Building blocks for productive research

Project description

PyPI

🔥 Elements

Building blocks for productive research.

Installation

pip install elements

Features

Elements aims to provide well thought out solutions to common problems in research code. It is also hackable. If you need to change some of the code, we encourage you to fork the corresponding file into your project directory and make edits.

elements.Logger

A logger for array types that is extensible through backends. Metrics are written in a background thread to not block program execution, which is especially important on cloud services where bucket access is slow.

Provided backends:

  • TerminalOutput(pattern): Print scalars to the terminal.

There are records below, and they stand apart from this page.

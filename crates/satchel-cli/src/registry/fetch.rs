//! Turning a locator into a package directory on disk
//!
//! Local directories are used in place; local archives are extracted into
//! the run's scratch space; remote locators are downloaded (or cloned, or
//! copied via the cloud CLI) into scratch first. The returned integrity
//! digest covers the fetched bytes: the archive for archive-shaped sources,
//! the tree for directory-shaped ones.

use anyhow::{Context, Result};
use std::fs;
use std::path::{Path, PathBuf};
use std::process::Command;

use satchel_logger as logger;

use super::archive;
use super::integrity;
use super::locator::Locator;

/// A fetched package: where the source tree lives and what its bytes hash to
#[derive(Debug, Clone)]
pub struct FetchedSource {
    pub dir: PathBuf,
    pub integrity: String,
}

/// Fetch the package a locator names into `scratch`
///
/// `label` seeds scratch subdirectory names so parallel-fetched plugins in
/// one run never collide.
pub fn fetch_locator(locator: &Locator, scratch: &Path, label: &str) -> Result<FetchedSource> {
    match locator {
        Locator::Path(path) => fetch_local(path, scratch, label),
        Locator::Http(url) => fetch_http(url, scratch, label),
        Locator::Git { url, reference } => fetch_git(url, reference.as_deref(), scratch, label),
        Locator::ObjectStorage(url) => fetch_object_storage(url, scratch, label),
    }
}

fn fetch_local(path: &Path, scratch: &Path, label: &str) -> Result<FetchedSource> {
    if path.is_dir() {
        // Used as-is, no copy
        let integrity = integrity::sha256_dir(path)?;
        return Ok(FetchedSource {
            dir: path.to_path_buf(),
            integrity,
        });
    }

    if path.is_file() && archive::is_archive(path) {
        let integrity = integrity::sha256_file(path)?;
        let dest = unique_scratch_dir(scratch, label)?;
        archive::extract_tar_gz(path, &dest)?;
        let dir = archive::effective_root(&dest)?;
        return Ok(FetchedSource { dir, integrity });
    }

    anyhow::bail!(
        "source '{}' is neither a directory nor a package archive",
        path.display()
    );
}

fn fetch_http(url: &str, scratch: &Path, label: &str) -> Result<FetchedSource> {
    logger::debug(&format!("Downloading {}", url));
    fs::create_dir_all(scratch).with_context(|| format!("create {}", scratch.display()))?;

    let client = reqwest::blocking::Client::new();
    let response = client
        .get(url)
        .send()
        .with_context(|| format!("request {url}"))?;
    if !response.status().is_success() {
        anyhow::bail!("download failed for {url}: HTTP {}", response.status());
    }
    let bytes = response.bytes().with_context(|| format!("read {url}"))?;

    let integrity = integrity::sha256_bytes(&bytes);
    let archive_path = scratch.join(format!("{label}.tar.gz"));
    fs::write(&archive_path, &bytes)
        .with_context(|| format!("write {}", archive_path.display()))?;

    let dest = unique_scratch_dir(scratch, label)?;
    archive::extract_tar_gz(&archive_path, &dest)?;
    let dir = archive::effective_root(&dest)?;
    Ok(FetchedSource { dir, integrity })
}

fn fetch_git(
    url: &str,
    reference: Option<&str>,
    scratch: &Path,
    label: &str,
) -> Result<FetchedSource> {
    let dest = unique_scratch_dir(scratch, &format!("{label}-git"))?;

    let mut clone = Command::new("git");
    clone.arg("clone");
    if reference.is_none() {
        clone.args(["--depth", "1"]);
    }
    clone.arg(url).arg(&dest);

    logger::debug(&format!("Running: git clone {} {}", url, dest.display()));
    let output = clone.output().context("run git clone")?;
    logger::capture_output(&format!("git clone {url}"), &output);
    if !output.status.success() {
        anyhow::bail!(
            "git clone failed for {url}: {}",
            String::from_utf8_lossy(&output.stderr).trim()
        );
    }

    if let Some(reference) = reference {
        let output = Command::new("git")
            .arg("-C")
            .arg(&dest)
            .args(["checkout", reference])
            .output()
            .context("run git checkout")?;
        logger::capture_output(&format!("git checkout {reference}"), &output);
        if !output.status.success() {
            anyhow::bail!(
                "git checkout of '{reference}' failed: {}",
                String::from_utf8_lossy(&output.stderr).trim()
            );
        }
    }

    // History is not part of the package
    let _ = fs::remove_dir_all(dest.join(".git"));

    let integrity = integrity::sha256_dir(&dest)?;
    Ok(FetchedSource {
        dir: dest,
        integrity,
    })
}

fn fetch_object_storage(url: &str, scratch: &Path, label: &str) -> Result<FetchedSource> {
    fs::create_dir_all(scratch).with_context(|| format!("create {}", scratch.display()))?;
    let file_name = url.rsplit('/').next().unwrap_or(label);
    let download_path = scratch.join(file_name);

    let output = if url.starts_with("s3://") {
        let aws = which::which("aws").context("object-storage fetch needs the aws CLI on PATH")?;
        Command::new(aws)
            .args(["s3", "cp", url])
            .arg(&download_path)
            .output()
            .context("run aws s3 cp")?
    } else {
        let az = which::which("az").context("object-storage fetch needs the az CLI on PATH")?;
        Command::new(az)
            .args(["storage", "copy", "--source", url, "--destination"])
            .arg(&download_path)
            .output()
            .context("run az storage copy")?
    };

    logger::capture_output(&format!("object-storage fetch {url}"), &output);
    if !output.status.success() {
        anyhow::bail!(
            "object-storage fetch failed for {url}: {}",
            String::from_utf8_lossy(&output.stderr).trim()
        );
    }

    if !archive::is_archive(&download_path) {
        anyhow::bail!("object-storage locator '{url}' does not name a package archive");
    }

    let integrity = integrity::sha256_file(&download_path)?;
    let dest = unique_scratch_dir(scratch, label)?;
    archive::extract_tar_gz(&download_path, &dest)?;
    let dir = archive::effective_root(&dest)?;
    Ok(FetchedSource { dir, integrity })
}

/// Create a fresh scratch subdirectory, suffixing on collision
fn unique_scratch_dir(scratch: &Path, label: &str) -> Result<PathBuf> {
    fs::create_dir_all(scratch).with_context(|| format!("create {}", scratch.display()))?;

    let mut candidate = scratch.join(label);
    let mut counter = 1;
    while candidate.exists() {
        candidate = scratch.join(format!("{label}-{counter}"));
        counter += 1;
    }
    fs::create_dir_all(&candidate).with_context(|| format!("create {}", candidate.display()))?;
    Ok(candidate)
}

Can filter to fewer metrics via regex.
  • JSONLOutput(logdir, filename, pattern): Write scalars to JSONL files. For example, can be read directly with pandas.
  • TensorBoardOutput(logdir): Scalars, histograms, images, GIFs. Automatically starts new event files when the current one exceeds a size limit to support cloud storage where appding to files requires a full download and reupload.
  • WandBOutput(pattern, **init_kwargs): Strings, histograms, images, videos.
  • MLFlowOutput(run_name, resume_id): Logs all types of metrics to MLFlow.
step = elements.Counter()
logger = elements.Logger(step, [
    elements.logger.TerminalOutput(),
    elements.logger.JSONLOutput(logdir, 'metrics.jsonl'),
    elements.logger.TensorBoardOutput(logdir),
    elements.logger.WandBOutput(name='name', project='project'),
])

step.increment()
logger.scalar('foo', 42)
logger.scalar('foo', 43)
logger.scalar('foo', 44)
logger.vector('vector', np.zeros(100))
logger.image('image', np.zeros((800, 600, 3, np.uint8)))
logger.video('video', np.zeros((100, 64, 64, 3, np.uint8)))

logger.add({'foo': 42, 'vector': np.zeros(100)}, prefix='scope')

logger.write()

elements.Config

An immutable nested directory to hold configurations. Keys can be accessed via attribute syntax. Values are restricted to primitive types that are supported by JSON. Types are checked when replacing values in the config.

config = elements.Config(
    logdir='path/to/dir',
    foo=dict(bar=42),
)

print(config)                      # Pretty printing
print(config.foo.bar)              # Attribute syntax
print(config['foo']['bar'])        # Dictionary syntax
config.logdir = 'path/to/new/dir'  # Not allowed

# Access a copy of the flattened dictionary underlying the config.
config.flat == {'logdir': 'path/to/dir', 'foo.bar': 42}

# Configs are immutable, so updating them returns a new object.
new_config = config.update({'foo.bar': 43})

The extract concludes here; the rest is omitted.